Every line in the records below that holds the word "ProductQueriesUseCase" is to be copied.
##### DATA PROVIDED #####
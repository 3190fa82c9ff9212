use std::sync::Arc;

use async_trait::async_trait;

use crate::application::dto::{ProductListing, ReviewListing};
use crate::ports::inbound::ProductQueryPort;
use crate::ports::outbound::{ProductRepository, ReviewRepository};
use crate::shared::TrustLensError;
use crate::trust_scoring::domain::Product;

/// Page size applied when the client does not send one.
const DEFAULT_PAGE_SIZE: u32 = 10;

/// Upper bound on requested page sizes.
const MAX_PAGE_SIZE: u32 = 100;

/// ProductQueriesUseCase - Read-side lookups over analyzed products
pub struct ProductQueriesUseCase {
    products: Arc<dyn ProductRepository>,
    reviews: Arc<dyn ReviewRepository>,
}

impl ProductQueriesUseCase {
    /// Creates a new ProductQueriesUseCase with injected dependencies
    pub fn new(products: Arc<dyn ProductRepository>, reviews: Arc<dyn ReviewRepository>) -> Self {
        Self { products, reviews }
    }

    fn clamp_page(limit: Option<u32>, offset: Option<u32>) -> (u32, u32) {
        (
            limit.unwrap_or(DEFAULT_PAGE_SIZE).min(MAX_PAGE_SIZE),
            offset.unwrap_or(0),
        )
    }
}

#[async_trait]
impl ProductQueryPort for ProductQueriesUseCase {
    async fn get_product(&self, product_id: &str) -> Result<Product, TrustLensError> {
        self.products
            .fetch_product(product_id)
            .await
            .map_err(TrustLensError::storage)?
            .ok_or(TrustLensError::ProductNotFound)
    }

    async fn list_products(
        &self,
        limit: Option<u32>,
        offset: Option<u32>,
    ) -> Result<ProductListing, TrustLensError> {
        let (limit, offset) = Self::clamp_page(limit, offset);
        let products = self
            .products
            .list_recent(limit, offset)
            .await
            .map_err(TrustLensError::storage)?;
        let total = self
            .products
            .count_products()
            .await
            .map_err(TrustLensError::storage)?;

        Ok(ProductListing {
            products,
            total,
            offset,
            limit,
        })
    }

    async fn product_reviews(&self, product_id: &str) -> Result<ReviewListing, TrustLensError> {
        let reviews = self
            .reviews
            .reviews_for_product(product_id)
            .await
            .map_err(TrustLensError::storage)?;

        Ok(ReviewListing {
            product_id: product_id.to_string(),
            total: reviews.len() as u64,
            reviews,
        })
    }
}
#####
- _EXERCISE RESPONSE_
/// ProductQueriesUseCase - Read-side lookups over analyzed products
pub struct ProductQueriesUseCase {
impl ProductQueriesUseCase {
    /// Creates a new ProductQueriesUseCase with injected dependencies
impl ProductQueryPort for ProductQueriesUseCase {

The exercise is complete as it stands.